Chlorogenic acid mitigates heat stress-induced oxidative damage in bovine mammary epithelial cells by inhibiting NF-κB-mediated NLRP3 inflammasome activation via upregulating the Nrf2 signaling pathway.

Chlorogenic acid (CGA), a polyphenolic bioactive molecule derived from medicinal plants, is known for its strong antioxidant and anti-inflammatory properties. Previous studies have demonstrated that dietary supplementation with Lonicera japonica extract, rich in CGA, effectively enhances the production performance of lactating dairy cows under heat stress (HS) conditions. However, the molecular mechanisms underlying CGA's protective effects remain unclear.
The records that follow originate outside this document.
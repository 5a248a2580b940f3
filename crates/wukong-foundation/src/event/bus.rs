//! Event bus (C1) — typed publish/subscribe with per-listener error isolation.
//!
//! Listeners register by tag prefix or category; a listener error is caught
//! and never interrupts emission or surfaces to the publisher (spec §4.1,
//! §7 "Listener errors are sinks"). Within one tag, listeners run in
//! registration order (spec §5 "Ordering guarantees"); there is no ordering
//! guarantee across tags.

use super::types::{EventCategory, WukongEvent};
use async_trait::async_trait;
use std::sync::atomic::{AtomicU64, Ordering};
use std::sync::Arc;
use tokio::sync::RwLock;
use tracing::{error, trace};

#[derive(Debug, Clone, Copy, PartialEq, Eq, Hash)]
pub struct ListenerId(u64);

impl std::fmt::Display for ListenerId {
    fn fmt(&self, f: &mut std::fmt::Formatter<'_>) -> std::fmt::Result {
        write!(f, "listener-{}", self.0)
    }
}

/// Implemented by anything that wants to observe bus events.
///
/// `on_event` must not panic; if it returns an `Err` the bus logs it (or
/// routes it to an error handler) and continues — a listener can never
/// interrupt publication (spec §4.1).
#[async_trait]
pub trait EventListener: Send + Sync {
    fn name(&self) -> &str;

    /// Tag prefixes this listener wants (e.g. `"step:"`). `None` = all tags.
    fn tag_prefixes(&self) -> Option<Vec<String>> {
        None
    }

    async fn on_event(&self, event: &WukongEvent) -> Result<(), String>;
}

/// Optional sink for listener errors. If absent, listener errors are logged
/// at `error` level and otherwise dropped.
#[async_trait]
pub trait ListenerErrorHandler: Send + Sync {
    async fn on_listener_error(&self, listener_name: &str, event: &WukongEvent, error: &str);
}

#[derive(Debug, Clone)]
pub struct EventBusConfig {
    pub history_size: usize,
}

impl Default for EventBusConfig {
    fn default() -> Self {
        Self { history_size: 200 }
    }
}

struct Registered {
    listener: Arc<dyn EventListener>,
    prefixes: Option<Vec<String>>,
}

pub struct EventBus {
    config: EventBusConfig,
    listeners: RwLock<Vec<(ListenerId, Registered)>>,
    listener_counter: AtomicU64,
    history: RwLock<Vec<WukongEvent>>,
    error_handler: RwLock<Option<Arc<dyn ListenerErrorHandler>>>,
    event_count: AtomicU64,
}

impl EventBus {
    pub fn new() -> Self {
        Self::with_config(EventBusConfig::default())
    }

    pub fn with_config(config: EventBusConfig) -> Self {
        Self {
            config,
            listeners: RwLock::new(Vec::new()),
            listener_counter: AtomicU64::new(0),
            history: RwLock::new(Vec::new()),
            error_handler: RwLock::new(None),
            event_count: AtomicU64::new(0),
        }
    }

    /// Install a sink for listener errors; without one they are just logged.
    pub async fn set_error_handler(&self, handler: Arc<dyn ListenerErrorHandler>) {
        *self.error_handler.write().await = Some(handler);
    }

    pub async fn subscribe(&self, listener: Arc<dyn EventListener>) -> ListenerId {
        let id = ListenerId(self.listener_counter.fetch_add(1, Ordering::SeqCst));
        let prefixes = listener.tag_prefixes();
        let mut listeners = self.listeners.write().await;
        listeners.push((id, Registered { listener, prefixes }));
        id
    }

    pub async fn unsubscribe(&self, id: ListenerId) -> bool {
        let mut listeners = self.listeners.write().await;
        let before = listeners.len();
        listeners.retain(|(lid, _)| *lid != id);
        listeners.len() != before
    }

    /// Publish an event, awaiting every listener's handler in registration
    /// order (spec §5: "within a tag, listeners execute in registration
    /// order"; across emitters/tags there is no ordering guarantee).
    pub async fn publish(&self, event: WukongEvent) {
        self.event_count.fetch_add(1, Ordering::SeqCst);
        trace!(tag = %event.tag, "publishing event");

        {
            let mut history = self.history.write().await;
            history.push(event.clone());
            if history.len() > self.config.history_size {
                history.remove(0);
            }
        }

        let listeners = self.listeners.read().await;
        for (_, registered) in listeners.iter() {
            let matches = match &registered.prefixes {
                Some(prefixes) => prefixes.iter().any(|p| event.tag.starts_with(p.as_str())),
                None => true,
            };
            if !matches {
                continue;
            }

            if let Err(err) = registered.listener.on_event(&event).await {
                let handler = self.error_handler.read().await;
                match handler.as_ref() {
                    Some(h) => h.on_listener_error(registered.listener.name(), &event, &err).await,
                    None => error!(
                        listener = registered.listener.name(),
                        tag = %event.tag,
                        error = %err,
                        "event listener failed"
                    ),
                }
            }
        }
    }

    pub async fn history(&self, limit: Option<usize>) -> Vec<WukongEvent> {
        let history = self.history.read().await;
        let limit = limit.unwrap_or(history.len());
        history.iter().rev().take(limit).cloned().collect()
    }

    pub async fn history_by_category(&self, category: EventCategory) -> Vec<WukongEvent> {
        let history = self.history.read().await;
        history.iter().filter(|e| e.category == category).cloned().collect()
    }

    pub async fn listener_count(&self) -> usize {
        self.listeners.read().await.len()
    }

    pub fn event_count(&self) -> u64 {
        self.event_count.load(Ordering::SeqCst)
    }
}

impl Default for EventBus {
    fn default() -> Self {
        Self::new()
    }
}

#[cfg(test)]
mod tests {
    use super::*;
    use crate::event::types::events;
    use std::sync::atomic::AtomicUsize;

    struct CountingListener {
        name: String,
        count: AtomicUsize,
    }

    #[async_trait]
    impl EventListener for CountingListener {
        fn name(&self) -> &str {
            &self.name
        }

        async fn on_event(&self, _event: &WukongEvent) -> Result<(), String> {
            self.count.fetch_add(1, Ordering::SeqCst);
            Ok(())
        }
    }

    struct FailingListener;

    #[async_trait]
    impl EventListener for FailingListener {
        fn name(&self) -> &str {
            "failing"
        }

        async fn on_event(&self, _event: &WukongEvent) -> Result<(), String> {
            Err("boom".to_string())
        }
    }

    #[tokio::test]
    async fn publish_delivers_to_subscribed_listeners() {
        let bus = EventBus::new();
        let listener = Arc::new(CountingListener {
            name: "test".to_string(),
            count: AtomicUsize::new(0),
        });
        bus.subscribe(listener.clone()).await;

        bus.publish(events::session::created("s1")).await;
        assert_eq!(listener.count.load(Ordering::SeqCst), 1);
    }

    #[tokio::test]
    async fn listener_error_does_not_interrupt_emission() {
        let bus = EventBus::new();
        bus.subscribe(Arc::new(FailingListener)).await;
        let listener = Arc::new(CountingListener {
            name: "after".to_string(),
            count: AtomicUsize::new(0),
        });
        bus.subscribe(listener.clone()).await;

        bus.publish(events::session::created("s1")).await;
        assert_eq!(listener.count.load(Ordering::SeqCst), 1);
    }

    #[tokio::test]
    async fn tag_prefix_filters_out_unrelated_events() {
        struct StepOnly(AtomicUsize);
        #[async_trait]
        impl EventListener for StepOnly {
            fn name(&self) -> &str {
                "step_only"
            }
            fn tag_prefixes(&self) -> Option<Vec<String>> {
                Some(vec!["step:".to_string()])
            }
            async fn on_event(&self, _event: &WukongEvent) -> Result<(), String> {
                self.0.fetch_add(1, Ordering::SeqCst);
                Ok(())
            }
        }

        let bus = EventBus::new();
        let listener = Arc::new(StepOnly(AtomicUsize::new(0)));
        bus.subscribe(listener.clone()).await;

        bus.publish(events::session::created("s1")).await;
        bus.publish(events::step::started("s1", 1)).await;

        assert_eq!(listener.0.load(Ordering::SeqCst), 1);
    }

    #[tokio::test]
    async fn history_is_bounded() {
        let bus = EventBus::with_config(EventBusConfig { history_size: 3 });
        for i in 0..10 {
            bus.publish(events::step::started("s1", i)).await;
        }
        assert_eq!(bus.history(None).await.len(), 3);
    }

    #[tokio::test]
    async fn unsubscribe_stops_delivery() {
        let bus = EventBus::new();
        let listener = Arc::new(CountingListener {
            name: "test".to_string(),
            count: AtomicUsize::new(0),
        });
        let id = bus.subscribe(listener.clone()).await;
        bus.unsubscribe(id).await;

        bus.publish(events::session::created("s1")).await;
        assert_eq!(listener.count.load(Ordering::SeqCst), 0);
    }
}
This study aims to elucidate the mechanisms by which CGA alleviates HS-induced oxidative damage in bovine mammary epithelial cells (bMECs), focusing on its pharmacological activity and potential application as a natural therapeutic agent for bovine mammary disorders. The results demonstrated that HS activates the NF-κB and NLRP3 signaling pathways by increasing ROS generation, leading to oxidative stress and inflammatory response in bMECs. CGA mitigates these effects by scavenging intracellular ROS, activating the Nrf2 signaling pathway, and inhibiting key molecules in the NF-κB and NLRP3 signaling pathways. This study provides new insights into the underlying molecular mechanisms of CGA's protective effects, highlighting its potential as a natural antioxidant for bovine mammary health and contributing to the broader application of polyphenolic compounds in managing oxidative stress and inflammation.